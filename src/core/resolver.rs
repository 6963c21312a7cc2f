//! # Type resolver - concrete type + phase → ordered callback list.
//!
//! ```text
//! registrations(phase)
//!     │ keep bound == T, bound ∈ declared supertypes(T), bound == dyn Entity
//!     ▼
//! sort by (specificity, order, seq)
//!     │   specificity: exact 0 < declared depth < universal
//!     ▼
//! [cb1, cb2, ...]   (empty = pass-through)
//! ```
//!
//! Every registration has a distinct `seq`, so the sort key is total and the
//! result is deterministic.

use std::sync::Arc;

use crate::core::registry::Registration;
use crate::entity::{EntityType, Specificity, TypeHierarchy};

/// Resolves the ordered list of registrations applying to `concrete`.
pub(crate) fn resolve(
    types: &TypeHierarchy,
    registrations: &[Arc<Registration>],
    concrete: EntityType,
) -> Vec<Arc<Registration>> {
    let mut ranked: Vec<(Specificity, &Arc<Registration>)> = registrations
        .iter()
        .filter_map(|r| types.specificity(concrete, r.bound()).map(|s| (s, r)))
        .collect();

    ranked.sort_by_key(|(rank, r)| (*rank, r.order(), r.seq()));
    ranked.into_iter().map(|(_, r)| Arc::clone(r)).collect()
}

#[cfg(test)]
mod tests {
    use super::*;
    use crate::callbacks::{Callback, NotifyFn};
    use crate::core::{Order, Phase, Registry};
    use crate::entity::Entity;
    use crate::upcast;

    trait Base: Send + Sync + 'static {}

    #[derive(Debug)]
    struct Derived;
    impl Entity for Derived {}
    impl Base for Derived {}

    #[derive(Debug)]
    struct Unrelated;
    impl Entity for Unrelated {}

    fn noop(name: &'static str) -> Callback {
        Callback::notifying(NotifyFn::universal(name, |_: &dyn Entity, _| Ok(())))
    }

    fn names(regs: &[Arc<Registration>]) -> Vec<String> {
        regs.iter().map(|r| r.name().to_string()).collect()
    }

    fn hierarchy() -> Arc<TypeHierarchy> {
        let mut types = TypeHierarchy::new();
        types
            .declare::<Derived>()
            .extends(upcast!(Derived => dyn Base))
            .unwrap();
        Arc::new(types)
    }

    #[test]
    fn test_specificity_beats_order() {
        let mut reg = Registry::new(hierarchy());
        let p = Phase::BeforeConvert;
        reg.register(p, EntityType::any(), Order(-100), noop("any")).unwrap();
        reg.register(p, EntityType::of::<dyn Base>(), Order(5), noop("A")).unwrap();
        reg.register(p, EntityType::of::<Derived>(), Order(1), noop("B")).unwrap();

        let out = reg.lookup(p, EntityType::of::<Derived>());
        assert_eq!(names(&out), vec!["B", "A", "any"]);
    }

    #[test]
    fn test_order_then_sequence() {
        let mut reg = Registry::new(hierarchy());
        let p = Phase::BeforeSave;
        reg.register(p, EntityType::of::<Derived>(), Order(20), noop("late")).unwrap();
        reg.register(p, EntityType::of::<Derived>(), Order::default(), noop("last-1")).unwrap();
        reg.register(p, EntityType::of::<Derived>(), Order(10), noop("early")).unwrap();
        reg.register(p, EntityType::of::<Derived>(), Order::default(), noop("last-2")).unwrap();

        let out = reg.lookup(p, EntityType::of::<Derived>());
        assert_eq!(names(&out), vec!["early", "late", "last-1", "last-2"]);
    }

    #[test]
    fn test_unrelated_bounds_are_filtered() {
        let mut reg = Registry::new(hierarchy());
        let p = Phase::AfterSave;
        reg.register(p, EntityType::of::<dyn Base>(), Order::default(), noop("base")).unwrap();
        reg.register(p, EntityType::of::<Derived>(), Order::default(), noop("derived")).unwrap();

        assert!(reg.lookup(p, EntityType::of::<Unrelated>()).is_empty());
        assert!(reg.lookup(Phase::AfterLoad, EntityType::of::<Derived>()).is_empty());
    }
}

==

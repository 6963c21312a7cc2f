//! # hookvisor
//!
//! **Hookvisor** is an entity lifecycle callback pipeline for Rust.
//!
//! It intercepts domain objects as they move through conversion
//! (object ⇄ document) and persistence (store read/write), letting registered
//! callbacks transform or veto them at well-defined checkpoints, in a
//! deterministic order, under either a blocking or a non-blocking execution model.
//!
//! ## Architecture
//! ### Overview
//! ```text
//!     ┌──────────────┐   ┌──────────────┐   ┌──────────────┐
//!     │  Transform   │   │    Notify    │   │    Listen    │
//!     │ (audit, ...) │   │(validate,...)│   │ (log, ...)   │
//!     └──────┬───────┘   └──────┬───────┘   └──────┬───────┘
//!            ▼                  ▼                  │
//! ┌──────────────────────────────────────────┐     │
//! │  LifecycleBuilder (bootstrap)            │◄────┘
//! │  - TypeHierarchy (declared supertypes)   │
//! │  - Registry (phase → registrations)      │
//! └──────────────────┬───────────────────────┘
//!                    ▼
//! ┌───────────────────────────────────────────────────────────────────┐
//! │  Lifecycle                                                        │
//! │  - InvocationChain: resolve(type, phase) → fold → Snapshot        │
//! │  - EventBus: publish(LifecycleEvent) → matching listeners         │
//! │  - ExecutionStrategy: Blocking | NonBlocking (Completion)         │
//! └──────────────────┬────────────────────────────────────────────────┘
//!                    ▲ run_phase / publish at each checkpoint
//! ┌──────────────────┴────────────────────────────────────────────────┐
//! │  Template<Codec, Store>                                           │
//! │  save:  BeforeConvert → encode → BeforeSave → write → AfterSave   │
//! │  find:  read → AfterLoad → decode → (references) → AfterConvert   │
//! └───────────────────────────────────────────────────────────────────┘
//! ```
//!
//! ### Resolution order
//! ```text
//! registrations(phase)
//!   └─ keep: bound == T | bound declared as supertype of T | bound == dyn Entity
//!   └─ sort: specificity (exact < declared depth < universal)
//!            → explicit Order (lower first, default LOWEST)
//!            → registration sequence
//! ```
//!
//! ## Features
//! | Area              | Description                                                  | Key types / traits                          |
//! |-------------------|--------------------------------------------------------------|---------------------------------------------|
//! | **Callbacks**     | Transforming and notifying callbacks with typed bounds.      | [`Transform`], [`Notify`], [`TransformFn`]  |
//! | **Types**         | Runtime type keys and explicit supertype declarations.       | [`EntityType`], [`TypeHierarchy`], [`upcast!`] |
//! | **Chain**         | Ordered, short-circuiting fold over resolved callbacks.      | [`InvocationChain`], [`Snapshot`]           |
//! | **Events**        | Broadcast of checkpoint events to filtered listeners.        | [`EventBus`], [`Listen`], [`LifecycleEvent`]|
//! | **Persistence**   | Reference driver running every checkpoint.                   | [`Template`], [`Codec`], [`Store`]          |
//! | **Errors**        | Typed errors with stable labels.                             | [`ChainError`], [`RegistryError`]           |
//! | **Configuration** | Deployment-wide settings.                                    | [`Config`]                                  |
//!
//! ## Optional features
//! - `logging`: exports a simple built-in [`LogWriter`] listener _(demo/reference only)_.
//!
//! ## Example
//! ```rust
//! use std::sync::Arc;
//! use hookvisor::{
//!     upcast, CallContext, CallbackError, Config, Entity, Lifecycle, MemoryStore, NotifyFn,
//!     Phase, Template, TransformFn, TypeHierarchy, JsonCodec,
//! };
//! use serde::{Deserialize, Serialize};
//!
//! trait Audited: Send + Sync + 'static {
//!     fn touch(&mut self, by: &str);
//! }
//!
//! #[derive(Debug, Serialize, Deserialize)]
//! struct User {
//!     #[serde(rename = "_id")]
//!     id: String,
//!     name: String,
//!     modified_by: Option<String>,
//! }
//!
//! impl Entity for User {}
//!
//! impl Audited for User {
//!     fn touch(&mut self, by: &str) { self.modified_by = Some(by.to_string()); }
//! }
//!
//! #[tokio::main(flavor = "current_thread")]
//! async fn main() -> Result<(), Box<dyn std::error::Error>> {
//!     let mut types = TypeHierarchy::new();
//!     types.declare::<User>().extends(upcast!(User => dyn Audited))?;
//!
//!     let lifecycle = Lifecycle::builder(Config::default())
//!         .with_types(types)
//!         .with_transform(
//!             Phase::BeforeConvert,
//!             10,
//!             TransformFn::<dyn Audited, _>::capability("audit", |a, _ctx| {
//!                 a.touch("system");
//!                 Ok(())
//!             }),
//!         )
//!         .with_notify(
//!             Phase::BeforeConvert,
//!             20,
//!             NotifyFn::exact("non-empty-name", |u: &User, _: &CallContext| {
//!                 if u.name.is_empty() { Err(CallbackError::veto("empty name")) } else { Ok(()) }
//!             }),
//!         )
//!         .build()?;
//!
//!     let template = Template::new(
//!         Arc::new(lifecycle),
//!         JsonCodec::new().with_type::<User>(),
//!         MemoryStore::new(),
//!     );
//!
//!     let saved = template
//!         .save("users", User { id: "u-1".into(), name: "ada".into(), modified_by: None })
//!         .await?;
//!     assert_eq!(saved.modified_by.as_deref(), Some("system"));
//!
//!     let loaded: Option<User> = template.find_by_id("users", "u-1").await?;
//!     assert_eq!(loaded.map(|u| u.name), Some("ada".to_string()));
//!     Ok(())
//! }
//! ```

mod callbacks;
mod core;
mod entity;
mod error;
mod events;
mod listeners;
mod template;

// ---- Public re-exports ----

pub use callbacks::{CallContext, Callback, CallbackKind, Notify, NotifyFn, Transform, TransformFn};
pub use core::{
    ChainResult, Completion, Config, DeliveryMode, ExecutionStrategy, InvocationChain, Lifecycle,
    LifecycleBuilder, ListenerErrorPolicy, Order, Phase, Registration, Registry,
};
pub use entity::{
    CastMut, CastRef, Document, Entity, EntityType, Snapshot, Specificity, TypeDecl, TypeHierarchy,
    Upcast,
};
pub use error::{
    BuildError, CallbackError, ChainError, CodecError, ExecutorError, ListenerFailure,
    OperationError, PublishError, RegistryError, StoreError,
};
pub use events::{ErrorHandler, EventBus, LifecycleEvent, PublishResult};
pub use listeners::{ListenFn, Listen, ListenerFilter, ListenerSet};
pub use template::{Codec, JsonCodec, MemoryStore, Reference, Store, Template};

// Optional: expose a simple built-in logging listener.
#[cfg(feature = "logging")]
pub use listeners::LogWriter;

YOUR GOAL: Scan the data above, find each line with "noop", and copy it.

THE ANSWER:
    fn noop(name: &'static str) -> Callback {
        reg.register(p, EntityType::any(), Order(-100), noop("any")).unwrap();
        reg.register(p, EntityType::of::<dyn Base>(), Order(5), noop("A")).unwrap();
        reg.register(p, EntityType::of::<Derived>(), Order(1), noop("B")).unwrap();
        reg.register(p, EntityType::of::<Derived>(), Order(20), noop("late")).unwrap();
        reg.register(p, EntityType::of::<Derived>(), Order::default(), noop("last-1")).unwrap();
        reg.register(p, EntityType::of::<Derived>(), Order(10), noop("early")).unwrap();
        reg.register(p, EntityType::of::<Derived>(), Order::default(), noop("last-2")).unwrap();
        reg.register(p, EntityType::of::<dyn Base>(), Order::default(), noop("base")).unwrap();
        reg.register(p, EntityType::of::<Derived>(), Order::default(), noop("derived")).unwrap();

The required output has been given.